Un nouveau concurrent pour la SNCF en France : Velvet obtient sa licence pour lancer des TGV à partir de 2028

Le marché ferroviaire français se prépare à accueillir un nouvel opérateur privé. La société Velvet a obtenu une licence pour exploiter le réseau ferroviaire français, ouvrant ainsi la voie au lancement de ses services à grande vitesse à partir de 2028.

L’entreprise entend concurrencer la SNCF sur quatre liaisons : Paris-Bordeaux, Paris-Nantes, Paris-Angers et Paris-Rennes, rapporte Le Monde. Cette licence permet désormais à Velvet d’entamer les démarches nécessaires pour réserver des sillons auprès de SNCF Réseau et de passer à la préparation concrète de ses futures lignes.

Un milliard d’euros d’investissement et une nouvelle flotte de trains

Le projet est porté par l’ancienne dirigeante de la SNCF Rachel Picard, qui a réuni avec son associé environ 1 milliard d’euros auprès du fonds d’investissement Antin Infrastructure Partners.

La majeure partie de cette somme, soit 850 millions d’euros, sera consacrée à l’acquisition de 12 trains à grande vitesse Avelia Horizon fabriqués par Alstom. Ce sont ces mêmes rames que la SNCF prévoit de mettre en service en France dès cet automne.

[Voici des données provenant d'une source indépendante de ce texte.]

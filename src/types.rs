use serde::{Deserialize, Serialize};
use std::fmt;

#[derive(Clone, Copy, Debug, PartialEq, Eq, Serialize, Deserialize)]
#[serde(rename_all = "lowercase")]
pub enum Role {
    User,
    Assistant,
}

impl Role {
    pub fn as_str(self) -> &'static str {
        match self {
            Role::User => "user",
            Role::Assistant => "assistant",
        }
    }

    /// Label used in plain-text transcripts.
    pub fn transcript_label(self) -> &'static str {
        match self {
            Role::User => "You",
            Role::Assistant => "AI Assistant",
        }
    }
}

#[derive(Clone, Debug, PartialEq, Eq, Serialize, Deserialize)]
pub struct ChatMessage {
    pub role: Role,
    pub content: String,
}

impl ChatMessage {
    pub fn user(content: impl Into<String>) -> Self {
        Self {
            role: Role::User,
            content: content.into(),
        }
    }

    pub fn assistant(content: impl Into<String>) -> Self {
        Self {
            role: Role::Assistant,
            content: content.into(),
        }
    }
}

/// The fixed set of selectable deployments.
#[derive(Clone, Copy, Debug, Default, PartialEq, Eq, Hash)]
pub enum ModelOption {
    #[default]
    Gpt4o,
    Gpt41,
    Gpt35,
    O4Mini,
}

impl ModelOption {
    pub const ALL: [ModelOption; 4] = [
        ModelOption::Gpt4o,
        ModelOption::Gpt41,
        ModelOption::Gpt35,
        ModelOption::O4Mini,
    ];

    /// Human-readable name shown in the selector and written into exports.
    pub fn label(self) -> &'static str {
        match self {
            ModelOption::Gpt4o => "GPT 4o",
            ModelOption::Gpt41 => "GPT 4.1",
            ModelOption::Gpt35 => "GPT 3.5",
            ModelOption::O4Mini => "o4 mini",
        }
    }

    /// Deployment name on the completion service.
    pub fn deployment(self) -> &'static str {
        match self {
            ModelOption::Gpt4o => "gpt-4o",
            ModelOption::Gpt41 => "gpt-4.1",
            ModelOption::Gpt35 => "gpt-35-turbo",
            ModelOption::O4Mini => "o4-mini",
        }
    }

    /// Looks a model up by label, case-insensitively.
    pub fn from_label(label: &str) -> Option<Self> {
        let wanted = label.trim();
        Self::ALL
            .into_iter()
            .find(|model| model.label().eq_ignore_ascii_case(wanted))
    }
}

impl fmt::Display for ModelOption {
    fn fmt(&self, f: &mut fmt::Formatter<'_>) -> fmt::Result {
        f.write_str(self.label())
    }
}
pub mod chat;
pub mod shared;
pub mod sidebar;

pub use chat::ChatView;
pub use sidebar::Sidebar;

Pour pouvoir lancer pleinement ses activités, Velvet devra toutefois obtenir un autre document essentiel : le certificat de sécurité. Celui-ci devra confirmer la capacité de l’entreprise à maîtriser les risques opérationnels et à garantir le bon fonctionnement de son système de gestion de la sécurité.

La concurrence s’intensifie sur le rail français

L’ouverture progressive du marché ferroviaire européen commence déjà à modifier le modèle traditionnel des transports en France. Même si la SNCF reste l’opérateur dominant du TGV, la concurrence s’intensifie sur certaines liaisons.

Depuis fin 2021, l’italien Trenitalia opère également en France, notamment sur les liaisons reliant Paris à Lyon, Marseille et Milan. D’autres opérateurs européens cherchent eux aussi à s’implanter sur le marché français.

L’arrivée de Velvet pourrait ainsi marquer une nouvelle étape dans la concurrence sur le réseau ferroviaire à grande vitesse français. Pour les voyageurs, cela pourrait se traduire par une offre élargie, de nouvelles liaisons et une concurrence accrue entre les opérateurs sur les axes les plus fréquentés.